I believe that every bad thing can be good, if you look hard enough. Since kindergarten, I was told that change was an excellent thing. I was always a bit confused, though. What was change? Was it growing a year older or moving to a new house or losing a friend, or was it something much more? I wasn’t sure. So, I let it go. On September twelfth, I learned exactly what change meant – and that it wasn’t always a good thing. I was called up to the principal’s office, where my mother was waiting for me. For a while, she was silent, holding back tears.
Then: “She’s gone.”
Those two very simple words changed my life forever. At eleven years old, I had never experienced the death of someone I cared about. It took me a while to grasp that I’d never see my grandmother again. (It didn’t really sink in until the funeral, as I constantly denied what had happened.)
Over the next few days, I thought about nothing except my grandmother. She had been amazing. She was funny, nice and always interested in what was going on in my life.
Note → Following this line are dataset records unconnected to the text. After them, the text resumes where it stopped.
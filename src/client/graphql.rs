use graphql_client::{GraphQLQuery, Response as GraphQLResponse};
use log::{debug, trace};
use reqwest::header::CONTENT_TYPE;
use reqwest::Method;

use super::core::BuildkiteClient;
use super::rest::decode_body;
use crate::error::{BuildkiteError, Result};

/// Declares a hand-written GraphQL operation.
///
/// Expands to a unit struct implementing [`GraphQLQuery`] whose operation
/// name is the struct name, so the document's `query`/`mutation` name must
/// match it.
macro_rules! graphql_operation {
    ($name:ident, $document:expr, $variables:ty => $data:ty) => {
        pub(crate) struct $name;

        impl ::graphql_client::GraphQLQuery for $name {
            type Variables = $variables;
            type ResponseData = $data;

            fn build_query(
                variables: Self::Variables,
            ) -> ::graphql_client::QueryBody<Self::Variables> {
                ::graphql_client::QueryBody {
                    variables,
                    query: $document,
                    operation_name: stringify!($name),
                }
            }
        }
    };
}

pub(crate) use graphql_operation;

impl BuildkiteClient {
    /// Runs one GraphQL operation and returns its `data` payload.
    ///
    /// GraphQL reports domain failures in the `errors` array of a 200
    /// response, so an HTTP 404 here means the endpoint itself is wrong and is
    /// reported as a status error rather than a missing resource.
    pub(crate) async fn graphql<Q: GraphQLQuery>(
        &self,
        variables: Q::Variables,
    ) -> Result<Q::ResponseData> {
        let body = Q::build_query(variables);
        let operation = body.operation_name;
        debug!("Buildkite GraphQL {operation}");

        let payload = serde_json::to_vec(&body)?;
        let request = self
            .transport
            .request(Method::POST, self.graphql_url.clone())
            .header(CONTENT_TYPE, "application/json")
            .body(payload);

        let response = match self.transport.send(request).await {
            Ok(response) => response,
            Err(BuildkiteError::NotFound(path)) => {
                return Err(BuildkiteError::HttpStatus {
                    status: 404,
                    body: format!("GraphQL endpoint not found: {path}"),
                })
            }
            Err(e) => return Err(e),
        };

        let bytes = response.bytes().await?;
        trace!(
            "Buildkite GraphQL {operation} response {}",
            String::from_utf8_lossy(&bytes)
        );

        let response_body: GraphQLResponse<Q::ResponseData> = decode_body(&bytes)?;

        if let Some(errors) = response_body.errors.filter(|errors| !errors.is_empty()) {
            return Err(BuildkiteError::GraphQL {
                operation,
                messages: errors
                    .iter()
                    .map(|e| e.message.as_str())
                    .collect::<Vec<_>>()
                    .join(", "),
            });
        }

        response_body
            .data
            .ok_or(BuildkiteError::NoResponseData(operation))
    }
}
She was a great artist, and had a huge backyard and tons of toys left over from her days of motherhood. My friends and I preferred hanging out at her house to being at our own. (She also happened to be a terrible cook, but hey, it meant more Chicken McNuggets from McDonald’s for us. Who were we to complain?)
Her dying was impossible though. I’d never even let it enter my mind. Even when she was put into intensive care to get brain surgery to take care of a tumor, I knew she’d get better. I just knew it. And I was right. She did. After the surgery, she was kept in the hospital for a few weeks, during which she began to improve. The doctors said she’d be able to come home soon. It was a relief for me, knowing that I’d have grandmother back. Sadly, her tumor had been embedded right into her brain; a part of her brain had had to be removed with the tumor. She’d be a different person when she came home, but to me, she would always be my grandmother. Nothing would change that.
Well, almost nothing.
Two days before she could return home, she had a stroke. She died. Since then, my life has been different. At first, I thought the change of not having a grandmother was horrible. Looking back, I realize that, despite what it cost, it has had a positive impact on my life. I value life more now that I know that nothing and no one lasts forever.
Change can be a good thing, even if it seems bad at first. For instance, in honor of my grandmother, I’ve learned how to cook, so that one day, my grandchildren will be spoiled rotten with home cooked meals and McDonald’s. The best of both worlds.